420 $ d'amende pour une rampe d'escalier

Métro - 420 $ d'amende pour une rampe d'escalier

L'incident s'est produit mercredi dernier à la station Montmorency. © Agence QMI

Jean-Philippe Arcand

Dernière mise à jour: 16-05-2009 | 20h34

Une dame de 38 ans résidant à Laval a reçu deux contraventions totalisant la coquette somme de 420$, mercredi dernier, alors qu’elle déambulait dans le métro en fin d’après-midi. Son crime? Ne pas avoir tenu une rampe d’escalier mobile…

Selon ce que rapporte le quotidien The Globe and Mail, Bela Kosoian, une étudiante en droit international à l’Université du Québec à Montréal, a commis son méfait à la station Montmorency. La mère de deux enfants descendait l’escalier en question lorsqu’elle a dû fouiller dans son sac pour trouver de la monnaie. Un policier de Laval qui patrouillait dans le secteur a aperçu Mme Kosoian et l’a sommée de remettre sa main sur la rampe de l’escalier en lui montrant le pictogramme exigeant cette consigne.

Après que la dame ait dit ne pas avoir bien entendu les demandes de l’agent, ce dernier l’a à nouveau rappelée à l’ordre. Comprenant cette fois la directive clairement, Mme Kosoian a refusé d’obtempérer, tout en prenant soin de répliquer au policier: «je n’ai pas trois mains». De plus, elle disait craindre les virus et bactéries pouvant se trouver sur la rampe.

Mal lui en pris, cependant, car le limier a aussitôt passé les menottes à la contrevenante, qui n’a pas manqué d’argumenter vivement avec lui, et l’a escortée vers un petit local de détention.

Une fois son sac fouillé de fond en comble, Mme Kosoian s’est vu remettre un premier constat d’infraction de 100 $ pour non-respect d’une directive affichée sur un pictogramme, et un second de 320 $ pour entrave au travail d’un agent de la paix.

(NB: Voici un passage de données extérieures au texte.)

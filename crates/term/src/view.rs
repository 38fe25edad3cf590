//! QuizView: maps a `GameSnapshot` into what the player reads.
//!
//! This module is pure (no I/O). It can be unit-tested.

use crate::core::GameSnapshot;
use crate::types::DANGER_TIME_SECS;

#[derive(Debug, Clone, Copy, PartialEq, Eq)]
pub enum TimeStyle {
    Normal,
    Danger,
}

/// Status for the round in play
#[derive(Debug, Clone, PartialEq, Eq)]
pub struct StatusView {
    pub target: String,
    pub round: u32,
    pub rounds: usize,
    pub time_left: u32,
    pub time_style: TimeStyle,
}

impl StatusView {
    pub fn prompt(&self) -> String {
        format!("Find {}", self.target)
    }

    pub fn round_text(&self) -> String {
        format!("Round {} of {}", self.round, self.rounds)
    }

    pub fn time_text(&self) -> String {
        format!("Time left {}s", self.time_left)
    }
}

#[derive(Debug, Clone, PartialEq, Eq)]
pub struct SummaryRow {
    pub index: u32,
    pub target: String,
    /// Last guess, or `-` when time ran out
    pub guessed: String,
    pub correct: bool,
}

impl SummaryRow {
    pub fn mark(&self) -> &'static str {
        if self.correct {
            "✔"
        } else {
            "✘"
        }
    }
}

/// End-of-game table
#[derive(Debug, Clone, PartialEq, Eq)]
pub struct SummaryView {
    pub rows: Vec<SummaryRow>,
    pub total_score: u32,
}

impl SummaryView {
    pub fn score_text(&self) -> String {
        format!(
            "Your final score is {} / {}",
            self.total_score,
            self.rows.len()
        )
    }
}

#[derive(Debug, Clone, Copy)]
pub struct QuizView {
    danger_secs: u32,
}

impl Default for QuizView {
    fn default() -> Self {
        Self {
            danger_secs: DANGER_TIME_SECS,
        }
    }
}

impl QuizView {
    pub fn new(danger_secs: u32) -> Self {
        Self { danger_secs }
    }

    /// Status while a round is running; `None` otherwise.
    pub fn status(&self, snapshot: &GameSnapshot) -> Option<StatusView> {
        if snapshot.game_finished {
            return None;
        }
        let round = snapshot.current_round.as_ref()?;
        let time_style = if round.time_left <= self.danger_secs {
            TimeStyle::Danger
        } else {
            TimeStyle::Normal
        };

        Some(StatusView {
            target: round.target.clone(),
            round: round.index,
            rounds: snapshot.rounds.len(),
            time_left: round.time_left,
            time_style,
        })
    }

    /// Summary once a game has run to completion; `None` otherwise.
    pub fn summary(&self, snapshot: &GameSnapshot) -> Option<SummaryView> {
        if !snapshot.game_finished || snapshot.rounds.is_empty() {
            return None;
        }

        let rows = snapshot
            .rounds
            .iter()
            .map(|r| SummaryRow {
                index: r.index,
                target: r.target.clone(),
                guessed: r.guessed.clone().unwrap_or_else(|| "-".to_string()),
                correct: r.correct,
            })
            .collect();

        Some(SummaryView {
            rows,
            total_score: snapshot.total_score(),
        })
    }
}
//! Minimal GeoJSON decoding: region names and bounds only.

use serde::Deserialize;

use crate::types::{Bounds, Region};
use crate::GeoError;

#[derive(Debug, Deserialize)]
struct FeatureCollection {
    #[serde(default)]
    features: Vec<Feature>,
}

#[derive(Debug, Deserialize)]
struct Feature {
    #[serde(default)]
    properties: Option<Properties>,
}

#[derive(Debug, Deserialize)]
struct Properties {
    #[serde(default)]
    name: Option<String>,
}

/// Extract named regions from a GeoJSON feature collection.
///
/// Features without a `properties.name` are skipped. Geometry is ignored.
pub fn parse_regions(json: &str) -> Result<Vec<Region>, GeoError> {
    let collection: FeatureCollection =
        serde_json::from_str(json).map_err(|source| GeoError::Parse {
            what: "feature collection".to_string(),
            source,
        })?;

    Ok(collection
        .features
        .into_iter()
        .filter_map(|f| f.properties.and_then(|p| p.name))
        .map(Region::new)
        .collect())
}

pub fn parse_bounds(json: &str) -> Result<Bounds, GeoError> {
    serde_json::from_str(json).map_err(|source| GeoError::Parse {
        what: "bounds".to_string(),
        source,
    })
}

#[cfg(test)]
mod tests {
    use super::*;

    #[test]
    fn test_parse_regions_skips_unnamed_features() {
        let json = r#"{
            "type": "FeatureCollection",
            "features": [
                {"type": "Feature", "properties": {"name": "Richmond"}, "geometry": null},
                {"type": "Feature", "properties": {}, "geometry": null},
                {"type": "Feature", "geometry": null},
                {"type": "Feature", "properties": {"name": "Fitzroy", "pop": 10000}}
            ]
        }"#;

        let regions = parse_regions(json).unwrap();
        assert_eq!(regions, vec![Region::new("Richmond"), Region::new("Fitzroy")]);
    }

    #[test]
    fn test_parse_regions_empty_collection() {
        assert!(parse_regions(r#"{"type":"FeatureCollection","features":[]}"#)
            .unwrap()
            .is_empty());
        assert!(parse_regions(r#"{"type":"FeatureCollection"}"#)
            .unwrap()
            .is_empty());
    }

    #[test]
    fn test_parse_regions_rejects_garbage() {
        let err = parse_regions("not json").unwrap_err();
        assert!(matches!(err, GeoError::Parse { .. }));
    }

    #[test]
    fn test_parse_bounds() {
        let b = parse_bounds(r#"{"minlat":-38.5,"minlon":144.4,"maxlat":-37.4,"maxlon":145.9}"#)
            .unwrap();
        assert_eq!(b, Bounds::new(-38.5, 144.4, -37.4, 145.9));

        assert!(parse_bounds(r#"{"minlat":-38.5}"#).is_err());
    }
}
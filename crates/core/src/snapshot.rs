use serde::{Deserialize, Serialize};

use crate::Round;

/// Read-only copy of one [`Round`]
#[derive(Debug, Clone, PartialEq, Eq, Hash, Default, Serialize, Deserialize)]
pub struct RoundSnapshot {
    pub index: u32,
    pub target: String,
    pub guessed: Option<String>,
    pub score: u32,
    pub time_left: u32,
    pub correct: bool,
}

impl From<&Round> for RoundSnapshot {
    fn from(value: &Round) -> Self {
        Self {
            index: value.index(),
            target: value.target().to_owned(),
            guessed: value.guessed_target().map(str::to_owned),
            score: value.score(),
            time_left: value.time_left(),
            correct: value.is_guessed_correctly(),
        }
    }
}

/// State published to renderers on every round transition and timer tick.
///
/// This is the whole contract between the game and anything drawing it.
#[derive(Debug, Clone, PartialEq, Eq, Serialize, Deserialize)]
pub struct GameSnapshot {
    /// Increments on every `start()`
    pub game_id: u32,
    pub current_round: Option<RoundSnapshot>,
    /// Full ordered sequence, for summary rendering
    pub rounds: Vec<RoundSnapshot>,
    pub game_finished: bool,
}

impl Default for GameSnapshot {
    /// A game that has not started: no current round, so finished.
    fn default() -> Self {
        Self {
            game_id: 0,
            current_round: None,
            rounds: Vec::new(),
            game_finished: true,
        }
    }
}

impl GameSnapshot {
    pub fn total_score(&self) -> u32 {
        self.rounds.iter().map(|r| r.score).sum()
    }
}

#[cfg(test)]
mod tests {
    use super::*;

    #[test]
    fn test_round_snapshot_copies_round() {
        let mut round = Round::new(3, "Fitzroy", 15);
        round.guess("Fitzroy");
        round.update_time();

        let snap = RoundSnapshot::from(&round);
        assert_eq!(snap.index, 3);
        assert_eq!(snap.target, "Fitzroy");
        assert_eq!(snap.guessed.as_deref(), Some("Fitzroy"));
        assert_eq!(snap.score, 1);
        assert_eq!(snap.time_left, 14);
        assert!(snap.correct);
    }

    #[test]
    fn test_total_score() {
        let snapshot = GameSnapshot {
            game_id: 1,
            current_round: None,
            rounds: vec![
                RoundSnapshot { index: 1, score: 1, correct: true, ..Default::default() },
                RoundSnapshot { index: 2, ..Default::default() },
                RoundSnapshot { index: 3, score: 1, correct: true, ..Default::default() },
            ],
            game_finished: true,
        };

        assert_eq!(snapshot.total_score(), 2);
    }

    #[test]
    fn test_snapshot_json_shape() {
        let snapshot = GameSnapshot {
            game_id: 4,
            current_round: Some(RoundSnapshot {
                index: 1,
                target: "Richmond".into(),
                time_left: 15,
                ..Default::default()
            }),
            rounds: Vec::new(),
            game_finished: false,
        };

        let v: serde_json::Value = serde_json::to_value(&snapshot).unwrap();
        assert_eq!(v["game_id"], 4);
        assert_eq!(v["current_round"]["target"], "Richmond");
        assert_eq!(v["current_round"]["guessed"], serde_json::Value::Null);
        assert_eq!(v["game_finished"], false);
    }

    #[test]
    fn test_default_is_finished_without_round() {
        let snapshot = GameSnapshot::default();

        assert!(snapshot.current_round.is_none());
        assert!(snapshot.game_finished);
        assert_eq!(snapshot.game_finished, snapshot.current_round.is_none());
    }
}
//! Core quiz logic - pure, deterministic, and testable
//!
//! This crate contains the round/timer state machine that drives the quiz:
//! round progression, countdown, scoring, and game-over detection, plus the
//! publish/subscribe channel that carries state snapshots to renderers.
//! It has no dependencies on rendering, data loading, or any async runtime.
//!
//! # Module Structure
//!
//! - [`round`]: one timed challenge (target, guess, score, time left)
//! - [`game`]: the state machine orchestrating a sequence of rounds
//! - [`channel`]: per-game publish/subscribe for [`GameSnapshot`]s
//! - [`snapshot`]: read-only projections handed to listeners
//! - [`scheduler`]: the timer seam and a deterministic manual scheduler
//! - [`pool`] / [`rng`]: candidate names and seeded uniform target draws
//!
//! # Example
//!
//! ```
//! use std::time::Duration;
//! use suburb_quiz_core::{Game, GameConfig, ManualScheduler};
//!
//! let pool = ["Richmond", "Fitzroy", "Brunswick"];
//! let mut game = Game::new(pool, ManualScheduler::new(), GameConfig::default()).unwrap();
//! game.start();
//! assert_eq!(game.current_round().unwrap().index(), 1);
//!
//! // A correct guess scores and moves to round 2
//! let target = game.current_round().unwrap().target().to_owned();
//! assert_eq!(game.guess_suburb(&target), Some(true));
//! assert_eq!(game.current_round().unwrap().index(), 2);
//!
//! // Running the clock out also moves on
//! game.tick(Duration::from_secs(15));
//! assert_eq!(game.current_round().unwrap().index(), 3);
//! ```
//!
//! # Timing
//!
//! The game never sleeps. A driver implements [`Scheduler`] and feeds ticks
//! back through [`Game::on_timer`]; each tick takes one second off the
//! current round.

pub mod channel;
pub mod error;
pub mod game;
pub mod pool;
pub mod rng;
pub mod round;
pub mod scheduler;
pub mod snapshot;

pub use suburb_quiz_types as types;

// Re-export commonly used types for convenience
pub use channel::{Listener, StateChannel, SubscriptionId};
pub use error::QuizError;
pub use game::{Game, GameConfig};
pub use pool::CandidatePool;
pub use rng::TargetPicker;
pub use round::Round;
pub use scheduler::{ManualScheduler, Scheduler, TimerId};
pub use snapshot::{GameSnapshot, RoundSnapshot};
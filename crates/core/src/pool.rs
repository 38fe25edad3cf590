//! Candidate pool - the region names rounds draw their targets from.

use crate::QuizError;

/// Non-empty list of region names for the loaded city.
///
/// Emptiness is rejected up front so target selection never indexes into an
/// empty list.
#[derive(Debug, Clone, PartialEq, Eq)]
pub struct CandidatePool {
    names: Vec<String>,
}

impl CandidatePool {
    pub fn new<I, N>(names: I) -> Result<Self, QuizError>
    where
        I: IntoIterator<Item = N>,
        N: Into<String>,
    {
        let names: Vec<String> = names.into_iter().map(Into::into).collect();
        if names.is_empty() {
            return Err(QuizError::EmptyCandidatePool);
        }

        let distinct = names
            .iter()
            .collect::<std::collections::HashSet<_>>()
            .len();
        if distinct == 1 {
            tracing::warn!(
                name = %names[0],
                "candidate pool has a single distinct region; every round will target it"
            );
        }

        Ok(Self { names })
    }

    pub fn len(&self) -> usize {
        self.names.len()
    }

    pub fn is_empty(&self) -> bool {
        self.names.is_empty()
    }

    pub fn get(&self, index: usize) -> Option<&str> {
        self.names.get(index).map(String::as_str)
    }

    pub fn contains(&self, name: &str) -> bool {
        self.names.iter().any(|n| n == name)
    }

    pub fn names(&self) -> &[String] {
        &self.names
    }
}
//! Quiz configuration from environment variables.

use std::path::PathBuf;
use std::time::Duration;

use crate::core::GameConfig;
use crate::types::{CityKey, ROUNDS_PER_GAME, ROUND_TIME_SECS, TICK_MS};

#[derive(Debug, Clone, PartialEq, Eq)]
pub struct QuizConfig {
    pub city: CityKey,
    pub data_dir: PathBuf,
    pub rounds: usize,
    pub round_secs: u32,
    pub tick_ms: u64,
    pub seed: Option<u64>,
    pub max_pending_commands: usize,
}

impl Default for QuizConfig {
    fn default() -> Self {
        Self {
            city: CityKey::Melbourne,
            data_dir: PathBuf::from("data"),
            rounds: ROUNDS_PER_GAME,
            round_secs: ROUND_TIME_SECS,
            tick_ms: TICK_MS,
            seed: None,
            max_pending_commands: 32,
        }
    }
}

impl QuizConfig {
    /// Create from environment variables
    pub fn from_env() -> Self {
        Self::from_lookup(|key| std::env::var(key).ok())
    }

    /// Build from any key lookup; unset or unparsable values keep their defaults.
    pub fn from_lookup<F>(lookup: F) -> Self
    where
        F: Fn(&str) -> Option<String>,
    {
        let defaults = Self::default();

        let city = match lookup("QUIZ_CITY") {
            Some(raw) => CityKey::from_str(&raw).unwrap_or_else(|| {
                tracing::warn!(city = %raw, "unknown city, falling back to melbourne");
                CityKey::Melbourne
            }),
            None => defaults.city,
        };

        let data_dir = lookup("QUIZ_DATA_DIR")
            .map(|s| s.trim().to_string())
            .filter(|s| !s.is_empty())
            .map(PathBuf::from)
            .unwrap_or(defaults.data_dir);

        Self {
            city,
            data_dir,
            rounds: parse_var(&lookup, "QUIZ_ROUNDS").unwrap_or(defaults.rounds),
            round_secs: parse_var(&lookup, "QUIZ_ROUND_SECS").unwrap_or(defaults.round_secs),
            tick_ms: parse_var(&lookup, "QUIZ_TICK_MS").unwrap_or(defaults.tick_ms),
            seed: parse_var(&lookup, "QUIZ_SEED"),
            max_pending_commands: parse_var(&lookup, "QUIZ_MAX_PENDING")
                .unwrap_or(defaults.max_pending_commands),
        }
    }

    /// Core game settings; without a fixed seed one is derived from the clock.
    pub fn game_config(&self) -> GameConfig {
        GameConfig {
            rounds: self.rounds,
            round_secs: self.round_secs,
            tick: Duration::from_millis(self.tick_ms),
            seed: self.seed.unwrap_or_else(clock_seed),
        }
    }
}

fn parse_var<T, F>(lookup: &F, key: &str) -> Option<T>
where
    T: std::str::FromStr,
    F: Fn(&str) -> Option<String>,
{
    lookup(key).and_then(|v| v.trim().parse().ok())
}

fn clock_seed() -> u64 {
    std::time::SystemTime::now()
        .duration_since(std::time::UNIX_EPOCH)
        .map(|d| d.as_nanos() as u64)
        .unwrap_or(0)
}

Visiblement outrée, Mme Kosoian a d’ores et déjà indiqué avoir l’intention de contester ces amendes devant le tribunal.

C’est le règlement

Du côté de la police de Laval, la porte-parole Nathalie Lorrain assure que tout a été fait selon les normes édictées par la Société de transport de Montréal.

«Ce sont les règles de la STM, explique-t-elle. Si ma mémoire est bonne, même le simple fait de s’asseoir par terre dans une station de métro peut mener à une amende assez salée.»

Mme Lorrain poursuit en indiquant que les policiers patrouillant dans le métro se doivent de garder l’œil bien ouvert afin d’assurer la sécurité des usagers dans chacune des stations. «Il ne faut pas que toutes sortes de personnes puissent se retrouver à l’intérieur», dit-elle.

À Montréal en 2004, 16 étudiants ont été blessés lorsqu’un escalier mobile du métro s’est brusquement arrêté.